Highly intelligent, as a child he was able to hack into a German bank and steal $18,000 worth of Deutsche Mark as disclosed in season 3; he also reveals in the season 2 episode "Jack's Old Partner" that he is so adept at twisting tax laws to favor him that the previous year, the IRS paid him $20,000 not to grow corn. In Season 6, episodes 2 and 3, it is discovered that his entire personality is stolen from a girl he saw at college on his first day at the freshmen mixer, Betsy Frayne (Amy Sedaris). This is revealed when she ends up working as a security guard for Blush.

===Kevin Liotta===
The character of Kevin Liotta, portrayed by Brian Posehn on a recurring basis, was the mail guy at Blush and in the show's sixth season is discovered to be a cousin of film actor Ray Liotta. He is known for having an obsessive crush on Nina Van Horn, which often disturbed her. However, in one episode he develops a brief crush on Maya, about which she becomes disturbed after initially thinking when he was still interested in Nina that she should give him a chance. He is also found to be a very good operatic singer, which Jack discovers. Kevin is impoverished and has crippling low self-esteem, both of which Jack once tried to help him overcome, without success. He only buys plain rice for every meal and keeps an owl as a pet, which he feeds on rice "in a different bag".

===Vicki Costa===
The character of Vicki Costa, portrayed by Rena Sofer, was hired by Jack and worked at Blush for part of the seventh and final season. Throughout her time on the show, she served as a creative consultant. She is not afraid to be honest with her coworkers and has proven to be tough when necessary. However, she was written out of the series midway through the last season with the character opting to resign from Blush.

===Wally Dick===
Wally, portrayed by Chris Hogan, is Maya's roommate in season 1.

==Writing staff==
- Chris Aable
- Steven Levitan
- Marsh McCall
- Stephen Engel
- Andy Gordon & Eileen Conn
- Pam Brady
- Tom Martin
- Brian Reich
- Sivert Glarum & Michael Jamin
- Jack Burditt
- Don Woodard & Tom Maxwell
- Moses Port & David Guarascio
- Susan Dickes
- Tom Saunders & Kell Cahoon
- Jeff Lowell
- Bill Steinkellner

==Episodes==

| Season | Episodes |  | Originally released |  |
| First released | Last released |
| 1 | 6 |  | March 4, 1997 | March 26, 1997 |
| 2 | 25 |  | September 23, 1997 | May 12, 1998 |
| 3 | 25 |  | September 22, 1998 | May 25, 1999 |
| 4 | 24 |  | September 21, 1999 | May 16, 2000 |
| 5 | 22 |  | October 12, 2000 | May 10, 2001 |
| 6 | 22 |  | September 27, 2001 | May 2, 2002 |
| 7 | 24 |  | October 8, 2002 | November 26, 2003 |

==Syndication==

=== International ===
Just Shoot Me! has aired in Australia on Network Ten (1998–2005), and GO! (a sub-channel of Nine) (2009–2011), on 7mate (2014) and 7flix (2016–present), and on pay-TV channel TV1.

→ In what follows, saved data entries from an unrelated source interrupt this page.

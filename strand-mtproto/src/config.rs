//! Configuration for a [`crate::SessionContext`].

use std::sync::Arc;

use strand_crypto::Scheme;

use crate::storage::{InMemoryStore, OffsetStore};

/// Storage name the clock offset is persisted under by default.
pub const DEFAULT_TIME_OFFSET_KEY: &str = "server_time_offset";

/// Offset changes larger than this many seconds are reported as drift.
pub const DEFAULT_DRIFT_THRESHOLD_SECS: i64 = 10;

/// Tunables for the session core.
#[derive(Clone)]
pub struct CoreConfig {
    /// Key the clock offset is stored under.
    pub time_offset_key:      String,
    /// Drift threshold for [`crate::MessageIdGenerator::apply_server_time`].
    pub drift_threshold_secs: i64,
    /// Key derivation scheme for push payloads and encrypted frames.
    pub scheme:               Scheme,
    /// Where the clock offset is persisted (default: in memory).
    pub store:                Arc<dyn OffsetStore>,
}

impl Default for CoreConfig {
    fn default() -> Self {
        Self {
            time_offset_key:      DEFAULT_TIME_OFFSET_KEY.to_owned(),
            drift_threshold_secs: DEFAULT_DRIFT_THRESHOLD_SECS,
            scheme:               Scheme::V2,
            store:                Arc::new(InMemoryStore::new()),
        }
    }
}

impl std::fmt::Debug for CoreConfig {
    fn fmt(&self, f: &mut std::fmt::Formatter<'_>) -> std::fmt::Result {
        f.debug_struct("CoreConfig")
            .field("time_offset_key", &self.time_offset_key)
            .field("drift_threshold_secs", &self.drift_threshold_secs)
            .field("scheme", &self.scheme)
            .field("store", &self.store.name())
            .finish()
    }
}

In Serbia, the show initially aired on RTV Pink. Beginning in April 2011, reruns have been aired on B92.

In South Africa, the show initially aired on SABC3, free-to-air channel e.tv and rerun on satellite provider Sony Channel

==Home media==
Sony Pictures Home Entertainment has released the first three seasons of Just Shoot Me! on DVD in Region 1. Season 3 was released on February 24, 2009.

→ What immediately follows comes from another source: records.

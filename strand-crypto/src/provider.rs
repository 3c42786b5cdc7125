//! Pluggable asynchronous crypto backend.
//!
//! Hashing and AES are the only suspension points of the session core.
//! Everything else (byte layouts, comparisons) runs synchronously around
//! these calls, so a fake provider is enough to unit-test the callers.

use async_trait::async_trait;

use crate::derive::{self, Direction, KeyIv, MSG_KEY_LEN, Scheme};
use crate::hash::HashAlgo;
use crate::{AuthKey, CryptoError, aes, sha1, sha256};

/// Hash and block-cipher operations the core delegates.
#[async_trait]
pub trait CryptoProvider: Send + Sync {
    /// SHA-1 of `data`.
    async fn sha1(&self, data: &[u8]) -> Result<[u8; 20], CryptoError>;

    /// SHA-256 of `data`.
    async fn sha256(&self, data: &[u8]) -> Result<[u8; 32], CryptoError>;

    /// AES-256-IGE encrypt. `data` must be 16-byte aligned.
    async fn aes_encrypt(&self, data: &[u8], key: &[u8; 32], iv: &[u8; 32]) -> Result<Vec<u8>, CryptoError>;

    /// AES-256-IGE decrypt. `data` must be 16-byte aligned.
    async fn aes_decrypt(&self, data: &[u8], key: &[u8; 32], iv: &[u8; 32]) -> Result<Vec<u8>, CryptoError>;

    /// Dispatch on [`HashAlgo`].
    async fn digest(&self, algo: HashAlgo, data: &[u8]) -> Result<Vec<u8>, CryptoError> {
        Ok(match algo {
            HashAlgo::Sha1 => self.sha1(data).await?.to_vec(),
            HashAlgo::Sha256 => self.sha256(data).await?.to_vec(),
        })
    }
}

/// In-process implementation backed by the `sha1`, `sha2` and `aes` crates.
#[derive(Clone, Copy, Debug, Default)]
pub struct NativeCrypto;

#[async_trait]
impl CryptoProvider for NativeCrypto {
    async fn sha1(&self, data: &[u8]) -> Result<[u8; 20], CryptoError> {
        Ok(sha1!(data))
    }

    async fn sha256(&self, data: &[u8]) -> Result<[u8; 32], CryptoError> {
        Ok(sha256!(data))
    }

    async fn aes_encrypt(&self, data: &[u8], key: &[u8; 32], iv: &[u8; 32]) -> Result<Vec<u8>, CryptoError> {
        let mut out = data.to_vec();
        aes::ige_encrypt(&mut out, key, iv)?;
        Ok(out)
    }

    async fn aes_decrypt(&self, data: &[u8], key: &[u8; 32], iv: &[u8; 32]) -> Result<Vec<u8>, CryptoError> {
        let mut out = data.to_vec();
        aes::ige_decrypt(&mut out, key, iv)?;
        Ok(out)
    }
}

/// Derive `(key, iv)` through `provider`.
pub async fn derive_key_iv_with<P: CryptoProvider + ?Sized>(
    provider: &P,
    auth_key: &AuthKey,
    msg_key: &[u8; MSG_KEY_LEN],
    dir: Direction,
    scheme: Scheme,
) -> Result<KeyIv, CryptoError> {
    let plan = derive::key_iv_plan(auth_key, msg_key, dir, scheme);
    let mut digests = Vec::with_capacity(plan.inputs.len());
    for input in &plan.inputs {
        digests.push(provider.digest(plan.algo, input).await?);
    }
    derive::key_iv_from_digests(scheme, &digests)
}

/// Derive the message key of `data_with_padding` through `provider`.
pub async fn derive_msg_key_with<P: CryptoProvider + ?Sized>(
    provider: &P,
    auth_key: &AuthKey,
    data_with_padding: &[u8],
    dir: Direction,
    scheme: Scheme,
) -> Result<[u8; MSG_KEY_LEN], CryptoError> {
    let plan = derive::msg_key_plan(auth_key, dir, scheme);
    let mut input = Vec::with_capacity(plan.prefix.len() + data_with_padding.len());
    input.extend_from_slice(plan.prefix);
    input.extend_from_slice(data_with_padding);
    let digest = provider.digest(plan.algo, &input).await?;
    derive::msg_key_from_digest(scheme, &digest)
}

#[cfg(test)]
mod tests {
    use super::*;
    use crate::derive::{derive_key_iv, derive_msg_key};

    /// Delegates to native crypto but hands back truncated SHA-256 digests.
    struct Truncating;

    #[async_trait]
    impl CryptoProvider for Truncating {
        async fn sha1(&self, data: &[u8]) -> Result<[u8; 20], CryptoError> {
            NativeCrypto.sha1(data).await
        }
        async fn sha256(&self, data: &[u8]) -> Result<[u8; 32], CryptoError> {
            NativeCrypto.sha256(data).await
        }
        async fn aes_encrypt(&self, _: &[u8], _: &[u8; 32], _: &[u8; 32]) -> Result<Vec<u8>, CryptoError> {
            Err(CryptoError::Provider("offline".into()))
        }
        async fn aes_decrypt(&self, _: &[u8], _: &[u8; 32], _: &[u8; 32]) -> Result<Vec<u8>, CryptoError> {
            Err(CryptoError::Provider("offline".into()))
        }
        async fn digest(&self, algo: HashAlgo, data: &[u8]) -> Result<Vec<u8>, CryptoError> {
            let mut d = algo.digest(data);
            d.truncate(16);
            Ok(d)
        }
    }

    #[tokio::test]
    async fn provider_path_matches_native() {
        let key = AuthKey::from_bytes([0x5a; 256]);
        let msg_key = [3u8; 16];
        for scheme in [Scheme::V1, Scheme::V2] {
            for dir in [Direction::Incoming, Direction::Outgoing] {
                let via = derive_key_iv_with(&NativeCrypto, &key, &msg_key, dir, scheme).await.unwrap();
                assert_eq!(via, derive_key_iv(&key, &msg_key, dir, scheme));

                let data = [0x11u8; 64];
                let mk = derive_msg_key_with(&NativeCrypto, &key, &data, dir, scheme).await.unwrap();
                assert_eq!(mk, derive_msg_key(&key, &data, dir, scheme));
            }
        }
    }

    #[tokio::test]
    async fn provider_failures_propagate() {
        let key = AuthKey::from_bytes([1; 256]);
        let err = derive_key_iv_with(&Truncating, &key, &[0; 16], Direction::Incoming, Scheme::V2)
            .await
            .unwrap_err();
        assert_eq!(err, CryptoError::DigestLength { expected: 32, got: 16 });

        let err = Truncating.aes_decrypt(&[0; 16], &[0; 32], &[0; 32]).await.unwrap_err();
        assert_eq!(err, CryptoError::Provider("offline".into()));
    }

    #[tokio::test]
    async fn native_aes_round_trip() {
        let data = vec![0xC3u8; 32];
        let enc = NativeCrypto.aes_encrypt(&data, &[4; 32], &[5; 32]).await.unwrap();
        let dec = NativeCrypto.aes_decrypt(&enc, &[4; 32], &[5; 32]).await.unwrap();
        assert_eq!(dec, data);
    }
}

On August 27, 2013, it was announced that Mill Creek Entertainment had acquired the rights to various television series from the Sony Pictures library including Just Shoot Me!. They subsequently re-released the first two seasons on DVD on January 21, 2014.

On May 5, 2017, it was announced that Shout! Factory had acquired the rights to the series from the Sony Pictures library and released Just Shoot Me! – The Complete Series on DVD in Region 1 on September 5, 2017.

| DVD name | Ep # | Release date |
|---|---|---|
| The Complete 1st & 2nd Seasons | 31 | June 8, 2004 January 21, 2014 (re-release) |
| The Complete 3rd Season | 25 | February 24, 2009 |
| The Complete 4th Season | 24 | N/A |
| The Complete 5th Season | 22 | N/A |
| The Complete 6th Season | 22 | N/A |
| The Complete 7th Season | 24 | N/A |
| The Complete Series | 148 | September 5, 2017 |

==Streaming==
In 2020, the entire series became available to stream on Hulu.

==Cultural impact==
The season 3 episode "Slow Donnie", guest starring David Cross, has been cited as an all-time great episode of a sitcom.